Kyrgyzstan: human rights defenders demand justice for a patient in a psychiatric clinic

Lawyers from the Coalition against Torture intend to initiate an investigation concerning a suicide attempt by a patient of the Mental Health Center in Jalal-Abad.

The fact that the 28-year-old resident of Jalal-Abad, Kh.G., tried to commit suicide in a psychiatric hospital, human rights defenders became aware from a publication in the media. In a note on one of the electronic information resources it was said that the doctors of the psychiatric hospital had hidden the attempted suicide of one of their patients.

Coalition’s lawyers found that the young woman was placed in the Mental Health Center in Jalal-Abad in mid-January. Her mother brought her to the hospital.

A week later, the patient attempted suicide. It turned out that she decided to commit suicide due to the fact that she could not stop voluntary hospitalization and go home to her children.

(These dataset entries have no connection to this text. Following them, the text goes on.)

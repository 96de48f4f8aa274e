//! List command - show collected files

use crate::{RenamrError, cli::OutputFormat, output, session::Session};

type Result<T> = std::result::Result<T, RenamrError>;

/// Execute the list command
///
/// # Errors
/// Returns `RenamrError::InvalidInput` if JSON serialization fails.
pub fn execute(session: &mut Session, filter: Option<&str>, format: OutputFormat, quiet: bool) -> Result<()> {
    if let Some(query) = filter {
        session.set_filter(query);
    }

    match format {
        OutputFormat::Table => output::print_table(session, quiet),
        OutputFormat::Json => {
            let json = output::records_json(session)
                .map_err(|e| RenamrError::InvalidInput(format!("Failed to serialize records: {e}")))?;
            println!("{json}");
        }
    }
    Ok(())
}
//! Ordered record store
//!
//! Records keep their insertion order for the whole session. The store only
//! grows: there is no removal, and display names change only through
//! [`RecordStore::commit`].

use std::collections::HashMap;

use crate::record::{FileRecord, RecordId};
use crate::rename::RenamePlan;

#[derive(Debug, Default)]
pub struct RecordStore {
    records: Vec<FileRecord>,
    index: HashMap<RecordId, usize>,
}

impl RecordStore {
    #[must_use]
    pub fn new() -> Self {
        Self::default()
    }

    /// Append records in order, returning the ids that were added
    ///
    /// A record whose id is already present is dropped.
    pub fn append(&mut self, records: Vec<FileRecord>) -> Vec<RecordId> {
        let mut added = Vec::with_capacity(records.len());
        for record in records {
            if self.index.contains_key(&record.id) {
                log::warn!("ignoring duplicate record id {}", record.id);
                continue;
            }
            self.index.insert(record.id, self.records.len());
            added.push(record.id);
            self.records.push(record);
        }
        added
    }

    #[must_use]
    pub fn get(&self, id: RecordId) -> Option<&FileRecord> {
        self.index.get(&id).map(|&i| &self.records[i])
    }

    #[must_use]
    pub fn contains(&self, id: RecordId) -> bool {
        self.index.contains_key(&id)
    }

    #[must_use]
    pub fn records(&self) -> &[FileRecord] {
        &self.records
    }

    pub fn iter(&self) -> impl Iterator<Item = &FileRecord> {
        self.records.iter()
    }

    #[must_use]
    pub fn len(&self) -> usize {
        self.records.len()
    }

    #[must_use]
    pub fn is_empty(&self) -> bool {
        self.records.is_empty()
    }

    /// Apply every change of a plan; returns how many records were renamed
    ///
    /// Changes with an empty target name or an unknown id are skipped.
    pub fn commit(&mut self, plan: &RenamePlan) -> usize {
        let mut renamed = 0;
        for change in &plan.changes {
            if change.to.is_empty() {
                continue;
            }
            let Some(&i) = self.index.get(&change.id) else {
                log::warn!("plan refers to unknown record {}", change.id);
                continue;
            };
            self.records[i].display_name.clone_from(&change.to);
            renamed += 1;
        }
        renamed
    }
}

This circumstance was also confirmed by the mother.

Trying to kill herself, Kh.G. inflicted 4 stab wounds. The doctors of the Mental Health Center in Jalal-Abad hid this fact from the administration and began to treat the patient’s injuries caused by herself.

This treatment had no effect. As a result, they were forced to transfer the woman to an ordinary clinical hospital. Doctors, assessing the nature of the injuries, in accordance with the protocols, informed the National Center for the Prevention of Torture.

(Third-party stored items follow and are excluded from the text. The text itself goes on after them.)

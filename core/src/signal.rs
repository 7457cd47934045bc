//! Telemetry signals published by the engine.
//!
//! Signals are fire-and-forget: nothing in the engine waits on a subscriber,
//! and a slow subscriber only loses old signals.

use tokio::sync::broadcast;
use tokio::task::JoinHandle;
use tokio::time::Instant;
use tracing::warn;

use crate::probe::EdgeDirection;
use crate::queue::QueueStatistics;

/// Capacity of the broadcast channel.
pub const SIGNAL_CAPACITY: usize = 1024;

#[derive(Debug, Clone, Copy, PartialEq, Eq)]
pub enum SkipReason {
    /// The frame source returned nothing
    CaptureFailed,
    /// The loop fell behind and ticks were skipped
    MissedTicks(u64),
}

/// "Interesting things that happened", for logging and UI layers.
#[derive(Debug, Clone)]
pub enum EngineSignal {
    ProbeTriggered {
        client: String,
        probe: String,
        /// Set for member health probes
        member: Option<usize>,
        edge: Option<EdgeDirection>,
        timestamp: Instant,
    },
    ActionExecuted {
        client: String,
        /// Member label or probe name
        target: String,
        /// Click location or key
        action: String,
        timestamp: Instant,
    },
    QueueStatistics {
        stats: QueueStatistics,
        timestamp: Instant,
    },
    FrameSkipped {
        client: String,
        reason: SkipReason,
        timestamp: Instant,
    },
}

impl EngineSignal {
    pub fn timestamp(&self) -> Instant {
        match self {
            EngineSignal::ProbeTriggered { timestamp, .. }
            | EngineSignal::ActionExecuted { timestamp, .. }
            | EngineSignal::QueueStatistics { timestamp, .. }
            | EngineSignal::FrameSkipped { timestamp, .. } => *timestamp,
        }
    }
}

/// Consumer of engine signals.
pub trait SignalHandler {
    fn handle_signal(&mut self, signal: &EngineSignal);

    fn handle_signals(&mut self, signals: &[EngineSignal]) {
        for signal in signals {
            self.handle_signal(signal);
        }
    }
}

/// Publishing side. Cloning shares the channel.
#[derive(Debug, Clone)]
pub struct SignalBus {
    tx: broadcast::Sender<EngineSignal>,
}

impl Default for SignalBus {
    fn default() -> Self {
        Self::new(SIGNAL_CAPACITY)
    }
}

impl SignalBus {
    pub fn new(capacity: usize) -> Self {
        let (tx, _) = broadcast::channel(capacity.max(1));
        Self { tx }
    }

    /// Publish to current subscribers; without subscribers the signal is discarded.
    pub fn publish(&self, signal: EngineSignal) {
        let _ = self.tx.send(signal);
    }

    pub fn subscribe(&self) -> broadcast::Receiver<EngineSignal> {
        self.tx.subscribe()
    }
}

/// Drive `handler` from `rx` until every sender is gone, then hand it back.
pub fn spawn_handler<H>(mut rx: broadcast::Receiver<EngineSignal>, mut handler: H) -> JoinHandle<H>
where
    H: SignalHandler + Send + 'static,
{
    tokio::spawn(async move {
        loop {
            match rx.recv().await {
                Ok(signal) => handler.handle_signal(&signal),
                Err(broadcast::error::RecvError::Lagged(missed)) => {
                    warn!(missed, "signal handler lagging, signals dropped");
                }
                Err(broadcast::error::RecvError::Closed) => break,
            }
        }
        handler
    })
}

/// Counts signals by kind.
#[derive(Debug, Clone, Copy, Default, PartialEq, Eq)]
pub struct SignalTally {
    pub probes_triggered: u64,
    pub actions_executed: u64,
    pub frames_skipped: u64,
    pub statistics_reports: u64,
}

impl SignalHandler for SignalTally {
    fn handle_signal(&mut self, signal: &EngineSignal) {
        match signal {
            EngineSignal::ProbeTriggered { .. } => self.probes_triggered += 1,
            EngineSignal::ActionExecuted { .. } => self.actions_executed += 1,
            EngineSignal::FrameSkipped { .. } => self.frames_skipped += 1,
            EngineSignal::QueueStatistics { .. } => self.statistics_reports += 1,
        }
    }
}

After that, for unknown legal reasons, the young woman was again placed in the Mental Health Center in Jalal-Abad.

However, the investigation into the concealment of a suicide attempt has not yet begun. In the Department of Internal Affairs of Jalal-Abad oblast, human rights activists were informed that the patient’s mother refused to write a statement, but the police were checking.

“Checking what?” The legality and validity of hospitalization? Attempted suicide or not suicide? Verifying that staff are performing their duties? In this situation, according to the current legislation of the Kyrgyz Republic, a statement from the woman’s mother is not required. Investigation of this case is in the interests of the state. The fact of concealing suicide attempts was simply to be registered in the Unified Register of Misconduct and Crime, after that a full investigation was to begin,” the lawyer said.

Human rights defenders have many questions concerning this story. In particular, they believe that the concept of “voluntary consent to hospitalization” is misinterpreted in the country.

“The question naturally arises, “To what extent can “delivery” to a psychiatric institution be considered voluntary hospitalization?” The law provides for two types of psychiatric care through voluntary or involuntary hospitalization. Voluntary hospitalization is acceptable after obtaining the full informed voluntary consent of the patient. The doctor is obliged to provide the person suffering from a mental disorder, in an accessible form for him/her and taking into account his/her mental state, with information about the nature of the mental disorder, goals, methods, including alternative ones, and the duration of the recommended treatment, as well as the possible risk, side effects and expected results,” explains the lawyer Arsen Ambaryan.

According to him, surveys conducted by the Public Foundation “Positive dialogue” among patients in psychiatric hospitals indicate that the delivery of patients by their relatives to hospitals is a sustainable practice.

At the same time, doubts about the voluntary hospitalization of some patients were expressed by the National Center for the Prevention of Torture. According to the NCPT, 30% of the number of patients, delivered by relatives, were delivered by fraud or by force. Cases of obtaining consent to treatment were noted not from the patient himself/herself, but from his/her relatives.

“I understand that the delivery of a patient to an institution by relatives can be caused by objective reasons. However, the delivery of patients by relatives should not in any way replace the voluntariness and consent of the patient himself/herself to hospitalization. Unfortunately, the law does not provide any serious legal guarantees against possible arbitrariness during hospitalization, both by relatives and doctors,” says Arsen Ambaryan.

In addition, according to the lawyer, voluntary hospitalization implies voluntary discharge from the hospital.

“The discharge of a patient who is voluntarily in a psychiatric hospital is made on his/her personal application, the application of his/her legal representative or by decision of the attending medical doctor. The wording is ambiguous, as it allows interference with the process of discharge of a legal representative or doctor, or a commission of doctors. True, in the latter case, the decision to turn voluntary hospitalization into involuntary hospitalization and to extend hospitalization should be considered by the court. In the described case, the patient, after finishing treatment in a clinical hospital, was again placed in a psychiatric institution without any court decision,” the lawyer emphasizes.

Currently, members of the human rights organization “Coalition against Torture” continue to seek an investigation into this incident. According to Arsen Ambaryan, the organization prepared and sent a statement to the Prosecutor’s office of Jalal-Abad with a request to start an investigation. In addition, human rights defenders appealed to the Ombudsman Institute to take control of this egregious case of human rights violations.